Perhaps Congress requires HHS to consult with WEDI because it recognizes that bureaucrats are wont to run roughshod over industry. If so, the NPRM is a good example of just such bureaucratic tendencies.

The official letter that WEDI sent to the Secretary of HHS is not available publicly: one must have a login to the WEDI web site to access it. Nevertheless, there are two publicly available documents that summarize the recommendations:

1. Co-Chair Report on ICD-10 Forum Discussion (warning: pdf)
2. WEDI ICD 10 Forum Recommendation to HHS Final Draft (warning: pdf)

We don't know if the latter truly represents the version that WEDI sent to the Secretary.

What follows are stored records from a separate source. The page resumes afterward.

//! TCP endpoints: a capacity-bounded `Server` that accepts peers, and a
//! `Client` that dials one.
//!
//! Generalizes `termihub-agent::io::tcp::run_tcp_listener`'s accept loop,
//! which serves exactly one connection at a time, into one that tracks a
//! set of concurrent peers and turns away connections past `max_clients`
//! instead of serializing them.

use std::collections::HashMap;
use std::net::SocketAddr;
use std::sync::Arc;

use tokio::net::{TcpListener, TcpStream};
use tokio::sync::Mutex;
use tracing::{info, warn};

use crate::channel::Channel;
use crate::codec;
use crate::content::{self, Category};
use crate::errors::{Result, XenError};

/// A shared, lockable handle to one peer's channel. The lock scopes a
/// single `send_*`/`receive_once`/`drain_one` call; the host decides how
/// many tasks hold a clone of the `Arc`.
pub type ChannelHandle = Arc<Mutex<Channel<TcpStream>>>;

/// `-1` means unlimited, matching `spec`'s external-interface default.
pub const UNLIMITED_CLIENTS: i64 = -1;

/// Accepts inbound TCP connections and wraps each into a [`Channel`],
/// rejecting connections past `max_clients`.
pub struct Server {
    listener: TcpListener,
    max_clients: i64,
    peers: Mutex<HashMap<SocketAddr, ChannelHandle>>,
}

impl Server {
    /// Bind `addr` (e.g. `"127.0.0.1:0"` for an OS-assigned port).
    pub async fn bind(addr: &str, max_clients: i64) -> Result<Self> {
        let listener = TcpListener::bind(addr).await?;
        info!(local_addr = %listener.local_addr()?, "xen server listening");
        Ok(Self {
            listener,
            max_clients,
            peers: Mutex::new(HashMap::new()),
        })
    }

    pub fn local_addr(&self) -> Result<SocketAddr> {
        Ok(self.listener.local_addr()?)
    }

    pub async fn peer_count(&self) -> usize {
        self.peers.lock().await.len()
    }

    fn at_capacity(&self, current: usize) -> bool {
        self.max_clients >= 0 && current as i64 >= self.max_clients
    }

    /// Accept exactly one connection. Returns `Ok(None)` if it was turned
    /// away for capacity (after writing `ERR:0:capacity-exhausted` to it);
    /// otherwise returns the new peer's address and a handle to its
    /// channel, already inserted into the peer map.
    pub async fn accept(&self) -> Result<Option<(SocketAddr, ChannelHandle)>> {
        let (mut stream, peer_addr) = self.listener.accept().await?;

        let current = self.peers.lock().await.len();
        if self.at_capacity(current) {
            warn!(%peer_addr, max_clients = self.max_clients, "rejecting peer, at capacity");
            let envelope = content::format(Category::Fail, 0, "capacity-exhausted");
            let payload = codec::encode_text(&envelope, "iso8859-1")?;
            // Best-effort: a peer that's about to be dropped anyway
            // shouldn't turn a write failure into a accept-loop error.
            let _ = codec::write_frame_async(&mut stream, &payload).await;
            return Ok(None);
        }

        info!(%peer_addr, "peer connected");
        let channel = Arc::new(Mutex::new(Channel::new(stream)));
        self.peers.lock().await.insert(peer_addr, channel.clone());
        Ok(Some((peer_addr, channel)))
    }

    /// Drop a peer from the tracked set once its channel closes. Does not
    /// error if the peer was already removed.
    pub async fn remove_peer(&self, peer_addr: SocketAddr) {
        self.peers.lock().await.remove(&peer_addr);
    }

    /// Mark every tracked peer's channel closed, then drop them all.
    /// Consumes `self` so the listener is also dropped afterward, matching
    /// the "destroy all peer Channels, then close the listener" ordering.
    pub async fn close(self) {
        let mut peers = self.peers.lock().await;
        for (_, channel) in peers.drain() {
            channel.lock().await.close();
        }
    }
}

/// A single outbound connection to a Xen server.
pub struct Client {
    channel: Channel<TcpStream>,
}

impl Client {
    pub async fn connect(addr: &str) -> Result<Self> {
        let stream = TcpStream::connect(addr)
            .await
            .map_err(XenError::Transport)?;
        Ok(Self {
            channel: Channel::new(stream),
        })
    }

    pub fn channel(&mut self) -> &mut Channel<TcpStream> {
        &mut self.channel
    }

    pub fn into_channel(self) -> Channel<TcpStream> {
        self.channel
    }
}

#[cfg(test)]
mod tests {
    use super::*;
    use crate::channel::Dispatcher;
    use crate::evaluator::EchoEvaluator;
    use std::sync::Mutex as StdMutex;

    #[tokio::test]
    async fn accepts_within_capacity() {
        let server = Server::bind("127.0.0.1:0", 2).await.unwrap();
        let addr = server.local_addr().unwrap();

        let client_task = tokio::spawn(async move { Client::connect(&addr.to_string()).await });

        let (_peer_addr, _handle) = server.accept().await.unwrap().expect("should be accepted");
        client_task.await.unwrap().unwrap();
        assert_eq!(server.peer_count().await, 1);
    }

    #[tokio::test]
    async fn rejects_past_capacity() {
        let server = Server::bind("127.0.0.1:0", 0).await.unwrap();
        let addr = server.local_addr().unwrap();

        let client_task = tokio::spawn(async move { Client::connect(&addr.to_string()).await });
        let result = server.accept().await.unwrap();
        assert!(result.is_none());
        client_task.await.unwrap().unwrap();
        assert_eq!(server.peer_count().await, 0);
    }

    struct CaptureDispatcher {
        results: Arc<StdMutex<Vec<(u64, String)>>>,
    }

    impl Dispatcher for CaptureDispatcher {
        fn on_event(&mut self, _serial: u64, _text: &str) {}
        fn on_result(&mut self, serial: u64, text: &str) {
            self.results.lock().unwrap().push((serial, text.to_string()));
        }
        fn on_error(&mut self, _serial: u64, _text: &str) {}
        fn on_unknown_category(&mut self, _category: &str, _serial: u64, _text: &str) {}
        fn on_raw(&mut self, _payload: &[u8]) {}
    }

    #[tokio::test]
    async fn command_round_trip_over_real_socket() {
        let server = Server::bind("127.0.0.1:0", UNLIMITED_CLIENTS).await.unwrap();
        let addr = server.local_addr().unwrap();

        let server_task = tokio::spawn(async move {
            let (_peer, handle) = server.accept().await.unwrap().unwrap();
            let mut channel = handle.lock().await;
            channel.set_evaluator(Box::new(EchoEvaluator));
            channel.receive_once().await.unwrap();
            channel.drain_one().await.unwrap();
        });

        let mut client = Client::connect(&addr.to_string()).await.unwrap();
        let serial = client.channel().send_command("ping").await.unwrap();
        server_task.await.unwrap();

        let results = Arc::new(StdMutex::new(Vec::new()));
        client
            .channel()
            .set_dispatcher(Some(Box::new(CaptureDispatcher {
                results: results.clone(),
            })));
        client.channel().receive_once().await.unwrap();
        client.channel().drain_one().await.unwrap();

        assert_eq!(results.lock().unwrap()[0], (serial, "ping".to_string()));
    }
}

For one thing, it does not even have a date.

However, the key recommendations from both documents are the same, and they are clear.

One recommendation that HHS blatantly ignores in its NPRM (it does not even mention the recommendation, let alone try to rebut it), is that implementation of another standard--known as 5010--should occur first. The NPRM requires that the industry adopt 5010 and ICD-10-CM concurrently, but that 5010 is required by April 1, 2010 and ICD-10-CM is not required until October 1, 2011.

Now it may seem that 5010 precedes ICD-10-CM. However, to meet those deadlines, the industry will have to start working on both standards now, and thus work on them concurrently.

The WEDI recommendation clearly states: This upgrade [to 5010] is too significant to be done in conjunction with ICD-10-CM and ICD-10-PCS conversion.

No wonder HHS doesn't mention this recommendation in the NPRM. It is too inconvenient. And it is too compelling to confront directly.

In a story about the effect of implementing 5010, the Blue Cross and Blue Shield Association notes that 5010 makes 850 complex changes to its predecessor standard.

Also, in 2007 WEDI and the North Carolina Healthcare Information and Communications Alliance (NCHICA) developed a detailed project plan that outlines all the steps the industry must take and milestones it must meet to adopt 5010. They derived a date of 2014 for final implementation of 5010 without ICD-10.

Yet HHS wants to adopt 5010 and ICD-10-CM by 2011?

WEDI is holding a policy advisory group forum from September 9-11 (just after this post) to address the ramifications of the NPRM on 5010 and ICD-10-CM. Let's hope they take HHS to task for ignoring the advice they gave it--advice that HHS by law is required to take into account.